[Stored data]
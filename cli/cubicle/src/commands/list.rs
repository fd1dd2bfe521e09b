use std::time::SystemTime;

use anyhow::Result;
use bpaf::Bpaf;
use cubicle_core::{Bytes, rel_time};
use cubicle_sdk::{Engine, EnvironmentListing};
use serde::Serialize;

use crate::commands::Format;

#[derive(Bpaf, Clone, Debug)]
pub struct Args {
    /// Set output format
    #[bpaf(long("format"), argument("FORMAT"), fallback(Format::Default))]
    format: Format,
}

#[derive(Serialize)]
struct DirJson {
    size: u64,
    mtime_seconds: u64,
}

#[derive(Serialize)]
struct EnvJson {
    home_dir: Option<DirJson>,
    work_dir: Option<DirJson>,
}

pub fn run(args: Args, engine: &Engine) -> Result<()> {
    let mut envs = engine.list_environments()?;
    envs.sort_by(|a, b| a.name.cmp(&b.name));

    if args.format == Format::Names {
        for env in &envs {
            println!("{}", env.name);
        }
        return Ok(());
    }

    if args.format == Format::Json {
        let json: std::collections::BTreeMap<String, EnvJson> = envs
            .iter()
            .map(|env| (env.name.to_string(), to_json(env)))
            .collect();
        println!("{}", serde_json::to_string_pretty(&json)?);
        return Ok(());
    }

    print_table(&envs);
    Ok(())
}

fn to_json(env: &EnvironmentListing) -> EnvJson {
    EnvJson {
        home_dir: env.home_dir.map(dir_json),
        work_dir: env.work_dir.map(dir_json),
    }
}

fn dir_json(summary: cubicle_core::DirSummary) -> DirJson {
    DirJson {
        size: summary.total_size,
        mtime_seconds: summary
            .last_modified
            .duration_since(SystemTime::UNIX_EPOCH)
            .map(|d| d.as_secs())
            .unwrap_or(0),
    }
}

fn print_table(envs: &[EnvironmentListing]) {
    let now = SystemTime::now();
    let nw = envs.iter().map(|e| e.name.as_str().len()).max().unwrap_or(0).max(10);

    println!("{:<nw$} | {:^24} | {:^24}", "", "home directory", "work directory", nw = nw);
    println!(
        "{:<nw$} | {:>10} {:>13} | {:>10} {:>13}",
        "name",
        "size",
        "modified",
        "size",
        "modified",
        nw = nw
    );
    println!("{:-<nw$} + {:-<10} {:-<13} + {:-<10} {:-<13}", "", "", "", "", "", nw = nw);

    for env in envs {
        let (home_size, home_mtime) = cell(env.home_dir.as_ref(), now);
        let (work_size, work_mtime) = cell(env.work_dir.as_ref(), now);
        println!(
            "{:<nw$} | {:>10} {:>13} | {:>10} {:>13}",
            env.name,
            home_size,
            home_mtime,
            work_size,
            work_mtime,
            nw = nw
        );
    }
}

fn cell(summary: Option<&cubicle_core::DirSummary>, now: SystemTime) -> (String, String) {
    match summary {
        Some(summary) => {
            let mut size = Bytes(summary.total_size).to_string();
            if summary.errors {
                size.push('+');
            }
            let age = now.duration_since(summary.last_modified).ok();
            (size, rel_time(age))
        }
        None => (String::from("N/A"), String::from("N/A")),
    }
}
* * *
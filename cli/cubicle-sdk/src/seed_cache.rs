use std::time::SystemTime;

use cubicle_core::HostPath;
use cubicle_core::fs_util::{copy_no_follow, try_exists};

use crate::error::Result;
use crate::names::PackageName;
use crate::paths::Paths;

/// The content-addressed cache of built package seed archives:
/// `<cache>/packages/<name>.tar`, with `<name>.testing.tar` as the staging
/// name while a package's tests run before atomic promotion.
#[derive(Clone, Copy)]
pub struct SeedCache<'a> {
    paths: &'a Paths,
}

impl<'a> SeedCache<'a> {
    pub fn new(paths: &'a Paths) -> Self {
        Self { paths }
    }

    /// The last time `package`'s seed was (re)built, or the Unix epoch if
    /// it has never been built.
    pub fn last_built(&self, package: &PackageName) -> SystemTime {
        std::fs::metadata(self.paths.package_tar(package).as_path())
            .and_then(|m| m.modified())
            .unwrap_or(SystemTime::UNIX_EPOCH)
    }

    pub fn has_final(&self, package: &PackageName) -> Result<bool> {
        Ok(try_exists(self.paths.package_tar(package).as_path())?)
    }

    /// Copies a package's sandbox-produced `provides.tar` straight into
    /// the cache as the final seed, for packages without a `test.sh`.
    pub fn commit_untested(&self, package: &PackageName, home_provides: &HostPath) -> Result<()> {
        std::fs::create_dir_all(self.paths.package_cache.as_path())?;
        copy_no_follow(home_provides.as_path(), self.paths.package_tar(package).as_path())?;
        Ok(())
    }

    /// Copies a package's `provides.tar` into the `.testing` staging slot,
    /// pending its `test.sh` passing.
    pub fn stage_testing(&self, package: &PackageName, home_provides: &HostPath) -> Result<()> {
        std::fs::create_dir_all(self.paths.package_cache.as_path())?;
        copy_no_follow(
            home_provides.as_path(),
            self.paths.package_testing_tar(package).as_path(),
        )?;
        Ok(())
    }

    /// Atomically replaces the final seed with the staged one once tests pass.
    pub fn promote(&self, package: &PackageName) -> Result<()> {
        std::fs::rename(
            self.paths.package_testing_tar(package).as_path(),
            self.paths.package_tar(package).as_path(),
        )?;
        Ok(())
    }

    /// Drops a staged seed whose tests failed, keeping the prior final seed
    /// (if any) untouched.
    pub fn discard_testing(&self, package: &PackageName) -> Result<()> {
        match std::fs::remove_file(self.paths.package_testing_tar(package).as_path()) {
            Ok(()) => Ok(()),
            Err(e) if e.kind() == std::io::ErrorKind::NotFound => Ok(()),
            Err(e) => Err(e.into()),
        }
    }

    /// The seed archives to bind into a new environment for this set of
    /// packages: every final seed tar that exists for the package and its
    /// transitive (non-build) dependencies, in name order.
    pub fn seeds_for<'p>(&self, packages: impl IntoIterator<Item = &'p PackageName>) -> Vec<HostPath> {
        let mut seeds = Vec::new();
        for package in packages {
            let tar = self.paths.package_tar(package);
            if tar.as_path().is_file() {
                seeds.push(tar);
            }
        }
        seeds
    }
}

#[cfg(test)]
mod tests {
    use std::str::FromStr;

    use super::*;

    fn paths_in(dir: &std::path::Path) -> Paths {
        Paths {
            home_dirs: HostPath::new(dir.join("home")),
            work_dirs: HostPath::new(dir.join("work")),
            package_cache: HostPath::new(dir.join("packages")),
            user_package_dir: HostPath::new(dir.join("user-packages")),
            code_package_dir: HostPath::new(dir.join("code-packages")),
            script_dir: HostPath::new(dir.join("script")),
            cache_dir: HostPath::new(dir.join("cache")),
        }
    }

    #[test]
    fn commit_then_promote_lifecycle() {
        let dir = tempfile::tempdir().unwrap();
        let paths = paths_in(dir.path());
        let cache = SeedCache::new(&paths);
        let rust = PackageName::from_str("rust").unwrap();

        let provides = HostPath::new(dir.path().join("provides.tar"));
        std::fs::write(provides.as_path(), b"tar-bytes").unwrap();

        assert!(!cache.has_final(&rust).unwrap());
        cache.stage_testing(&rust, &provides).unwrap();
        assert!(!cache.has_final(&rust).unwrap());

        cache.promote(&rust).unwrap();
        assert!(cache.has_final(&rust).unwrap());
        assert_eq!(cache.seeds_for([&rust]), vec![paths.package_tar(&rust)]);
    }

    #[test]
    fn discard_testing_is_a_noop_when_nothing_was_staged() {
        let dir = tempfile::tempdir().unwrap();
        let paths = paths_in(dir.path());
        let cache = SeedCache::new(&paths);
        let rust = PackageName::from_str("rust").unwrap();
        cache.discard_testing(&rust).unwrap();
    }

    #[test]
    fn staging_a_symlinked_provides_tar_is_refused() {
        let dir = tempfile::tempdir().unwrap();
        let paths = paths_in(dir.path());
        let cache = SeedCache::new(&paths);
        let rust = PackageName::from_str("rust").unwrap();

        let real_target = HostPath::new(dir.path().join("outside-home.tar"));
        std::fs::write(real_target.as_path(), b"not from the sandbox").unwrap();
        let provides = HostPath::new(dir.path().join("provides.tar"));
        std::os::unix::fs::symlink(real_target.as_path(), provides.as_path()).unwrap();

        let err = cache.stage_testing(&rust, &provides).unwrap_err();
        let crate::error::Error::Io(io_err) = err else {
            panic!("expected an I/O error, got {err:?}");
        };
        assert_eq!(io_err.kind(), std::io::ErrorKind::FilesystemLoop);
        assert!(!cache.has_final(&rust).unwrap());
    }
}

→ PROBLEM TO SOLVE: When a line of the entries contains "commands", it counts; say how many such lines there are, and nothing more.

→ ANSWER SPACE: 2